Social Work is a Global Profession

The need for social work is universal. More countries are turning to the profession to address not only ordinary human struggles but also the consequences of social inequality, human dislocation, and other structural conditions. How social work is practiced in communities around the world is shaped by local cultures, customs, and policies. NYU Silver offers an array of global learning and research opportunities through which students are immersed in different cultures; examine the distinct values, ethics, ideologies, and approaches to social work practice; and develop cross-cultural competencies and perspective. 

Close-up of a hand holding  a baseball-sized globe, with mountains rising behind it.

A Unique Social Work Degree for Global Practice

Our MSW Program at Shanghai and New York is the only MSW program of an American university in China. It educates students for global social work in a deep way, reflecting on cultural, social, political, and economic similarities and differences across these two countries. Through our generalist practice curriculum in Shanghai and specialized practice curriculum in New York City, students study and conduct fieldwork in two complex and dynamic urban environments, and receive individualized attention with small class sizes, full support for cross-cultural learning, and access to the vast resources and services at both campuses.

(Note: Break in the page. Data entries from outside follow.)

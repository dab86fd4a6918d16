use std::path::PathBuf;

use clap::Parser;

/// Fullscreen single-page PDF viewer.
#[derive(Debug, Clone, Parser)]
#[command(name = "pdfview", version, about)]
pub struct Options {
    /// PDF document to open.
    pub path: PathBuf,

    /// Run in a window instead of fullscreen.
    #[arg(long)]
    pub windowed: bool,

    /// Upper zoom bound, relative to the fit zoom.
    #[arg(long, value_name = "FACTOR")]
    pub max_zoom: Option<f64>,

    /// JSON file with viewer settings.
    #[arg(long, value_name = "FILE")]
    pub config: Option<PathBuf>,
}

Intensive Study Away Courses

Note: The University is continuing to monitor the impact of COVID-19 on future travel

MSW

Washington, D.C. | Advanced Social Policy: Social Work and Legislative Advocacy

The profession of social work seeks to promote social justice through the equitable provision of benefits and services to assist all individuals, families, and communities. Advocacy for federal social welfare policies, or “policy practice,” has been and remains an important professional activity. This course provides students the opportunity to enhance their policy analysis and advocacy skills around key social welfare policy issues relevant to individuals and communities served by social workers and to engage in legislative action on Capitol Hill.

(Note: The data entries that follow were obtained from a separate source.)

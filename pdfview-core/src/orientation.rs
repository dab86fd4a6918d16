use serde::{Deserialize, Serialize};

/// Page rotation in quarter turns. Each step is 90° clockwise.
#[derive(Debug, Clone, Copy, PartialEq, Eq, Hash, Default, Serialize, Deserialize)]
pub enum PageOrientation {
    #[default]
    ZeroPi,
    HalfPi,
    OnePi,
    OneHalfPi,
}

impl PageOrientation {
    const ALL: [PageOrientation; 4] = [
        PageOrientation::ZeroPi,
        PageOrientation::HalfPi,
        PageOrientation::OnePi,
        PageOrientation::OneHalfPi,
    ];

    /// Normalize any step count into one of the four orientations.
    pub fn from_steps(steps: i64) -> Self {
        let mut normalized = steps % 4;
        while normalized < 0 {
            normalized += 4;
        }
        Self::ALL[normalized as usize]
    }

    pub fn steps(self) -> i64 {
        match self {
            PageOrientation::ZeroPi => 0,
            PageOrientation::HalfPi => 1,
            PageOrientation::OnePi => 2,
            PageOrientation::OneHalfPi => 3,
        }
    }

    pub fn clockwise(self) -> Self {
        Self::from_steps(self.steps() + 1)
    }

    pub fn counter_clockwise(self) -> Self {
        Self::from_steps(self.steps() - 1)
    }

    /// 90° or 270°: page width and height trade places on screen.
    pub fn is_quarter_turned(self) -> bool {
        self.steps() % 2 == 1
    }

    pub fn degrees(self) -> u16 {
        self.steps() as u16 * 90
    }
}

#[cfg(test)]
mod tests {
    use super::*;
    use proptest::prelude::*;

    #[test]
    fn last_orientation_wraps_to_zero() {
        assert_eq!(PageOrientation::OneHalfPi.clockwise(), PageOrientation::ZeroPi);
        assert_eq!(PageOrientation::ZeroPi.counter_clockwise(), PageOrientation::OneHalfPi);
    }

    #[test]
    fn negative_steps_normalize() {
        assert_eq!(PageOrientation::from_steps(-1), PageOrientation::OneHalfPi);
        assert_eq!(PageOrientation::from_steps(-6), PageOrientation::OnePi);
        assert_eq!(PageOrientation::from_steps(9), PageOrientation::HalfPi);
    }

    #[test]
    fn degrees_follow_steps() {
        assert_eq!(PageOrientation::ZeroPi.degrees(), 0);
        assert_eq!(PageOrientation::HalfPi.degrees(), 90);
        assert_eq!(PageOrientation::OnePi.degrees(), 180);
        assert_eq!(PageOrientation::OneHalfPi.degrees(), 270);
    }

    proptest! {
        #[test]
        fn from_steps_is_total_and_periodic(steps in -10_000i64..10_000) {
            let orientation = PageOrientation::from_steps(steps);
            prop_assert!((0..4).contains(&orientation.steps()));
            prop_assert_eq!(orientation, PageOrientation::from_steps(steps + 4));
        }

        #[test]
        fn four_clockwise_turns_are_identity(steps in 0i64..4) {
            let start = PageOrientation::from_steps(steps);
            let turned = start.clockwise().clockwise().clockwise().clockwise();
            prop_assert_eq!(start, turned);
        }
    }
}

Five students flank the door to U.S. Rep John Lewis's office in the Cannon House Office Building in Washington, DC
BS and MSW

Del Carmen, Philippines | Women’s Health and Community Well-Being: A Collaborative Ethnography

In this course, students play an active part in an ongoing research study that includes implementing interactive workshops and leading focus and discussion groups on women’s health and resilience, reproductive health, domestic violence, and community economic development. Prior to traveling to the Philippines, students are trained to work with local residents, conduct qualitative interviews, collect data, lead discussion groups using a curriculum, and to fully engage with the community. 

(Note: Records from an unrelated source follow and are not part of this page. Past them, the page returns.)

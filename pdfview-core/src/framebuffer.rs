use image::{Rgba, RgbaImage};

use crate::error::{Result, ViewerError};
use crate::geometry::{IPoint, IRect, ISize};

const CHANNELS: usize = 4;

/// Viewport-sized RGBA pixel buffer.
#[derive(Debug, Clone)]
pub struct Framebuffer {
    image: RgbaImage,
}

impl Framebuffer {
    /// Allocate a buffer filled with `fill`.
    ///
    /// # Errors
    ///
    /// [`ViewerError::FramebufferAllocation`] when the pixel storage cannot
    /// be reserved.
    pub fn new(size: ISize, fill: Rgba<u8>) -> Result<Self> {
        let allocation_error = || ViewerError::FramebufferAllocation {
            width: size.width,
            height: size.height,
        };
        let len = (size.width as usize)
            .checked_mul(size.height as usize)
            .and_then(|pixels| pixels.checked_mul(CHANNELS))
            .ok_or_else(allocation_error)?;

        let mut pixels = Vec::new();
        pixels
            .try_reserve_exact(len)
            .map_err(|_| allocation_error())?;
        pixels.extend(std::iter::repeat(fill.0).take(len / CHANNELS).flatten());

        let image =
            RgbaImage::from_raw(size.width, size.height, pixels).ok_or_else(allocation_error)?;
        Ok(Self { image })
    }

    pub fn size(&self) -> ISize {
        ISize::new(self.image.width(), self.image.height())
    }

    pub fn bounds(&self) -> IRect {
        self.size().bounds()
    }

    pub fn as_image(&self) -> &RgbaImage {
        &self.image
    }

    pub fn into_image(self) -> RgbaImage {
        self.image
    }

    /// Raw RGBA bytes, row-major.
    pub fn as_bytes(&self) -> &[u8] {
        self.image.as_raw()
    }

    /// Shift the contents by `offset`. Pixels pushed past an edge are lost;
    /// the exposed strips keep stale values until repainted.
    pub fn scroll(&mut self, offset: IPoint) {
        let width = self.image.width() as i32;
        let height = self.image.height() as i32;
        let (dx, dy) = (offset.x, offset.y);
        if (dx == 0 && dy == 0) || dx.abs() >= width || dy.abs() >= height {
            return;
        }

        let stride = width as usize * CHANNELS;
        let buffer: &mut [u8] = &mut self.image;

        if dy > 0 {
            for y in (dy..height).rev() {
                let src = (y - dy) as usize * stride;
                buffer.copy_within(src..src + stride, y as usize * stride);
            }
        } else if dy < 0 {
            for y in 0..height + dy {
                let src = (y - dy) as usize * stride;
                buffer.copy_within(src..src + stride, y as usize * stride);
            }
        }

        if dx != 0 {
            let shift = dx.unsigned_abs() as usize * CHANNELS;
            for row in buffer.chunks_exact_mut(stride) {
                if dx > 0 {
                    row.copy_within(0..stride - shift, shift);
                } else {
                    row.copy_within(shift..stride, 0);
                }
            }
        }
    }

    pub fn fill_rect(&mut self, rect: IRect, color: Rgba<u8>) {
        let rect = rect.intersect(&self.bounds());
        if rect.is_empty() {
            return;
        }
        for y in rect.top()..rect.bottom() {
            for x in rect.left()..rect.right() {
                self.image.put_pixel(x as u32, y as u32, color);
            }
        }
    }

    /// Copy `bitmap` with its top-left corner at `at`, clipped to the buffer.
    pub fn blit(&mut self, bitmap: &RgbaImage, at: IPoint) {
        image::imageops::replace(&mut self.image, bitmap, i64::from(at.x), i64::from(at.y));
    }

    pub fn pixel(&self, x: u32, y: u32) -> Option<Rgba<u8>> {
        (x < self.image.width() && y < self.image.height()).then(|| *self.image.get_pixel(x, y))
    }
}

Two students sit on the floor and seven stand behind them between two sets of windows with the shades drawn
BS and MSW

Glasgow, United Kingdom | Comparative Mental Health Policy & Practice in the United Kingdom and the United States

This course focuses on how mental health relates to issues of social and economic justice. It compares and contrasts the approach to social welfare in these two countries with a particular focus on the differing health care systems and differences and similarities with regard to government role, funding, and role of social workers. It also presents understandings of mental health within the global context, the social determinants of mental health, and mental health reform in the U.K and the U.S. 

Five people kneel and 13 people stand behind them in the Scottish Parliament Building

Both study abroad trips I took ‒ Scotland for international policy and Israel for treatment of children of substance-dependent parents ‒ were critical to my personal and professional development.

Christopher Longo, MSW '19

A Student’s View on Studying Abroad: “Do it if you can!”

Natalie Asalgado, MSW ’20, and 17 classmates traveled to Buenos Aires, Argentina, for our ten-day course on Core Concepts in Child and Adolescent Trauma taught by Clinical Professor Diane Mirabito. Through class sessions at NYU Buenos Aires and site visits to youth-serving agencies across the city, Natalie and her peers enhanced their understanding of traumatic stress responses in children and families and how trauma influences children's lives.  According to Natalie, "Study away opportunities provide unique, immersive experiences that enhance our classroom learning I loved learning new subject material in a new environment... When I was in Buenos Aires, I could be fully present to process the course material and get to know my professor and my classmates on a more personal level."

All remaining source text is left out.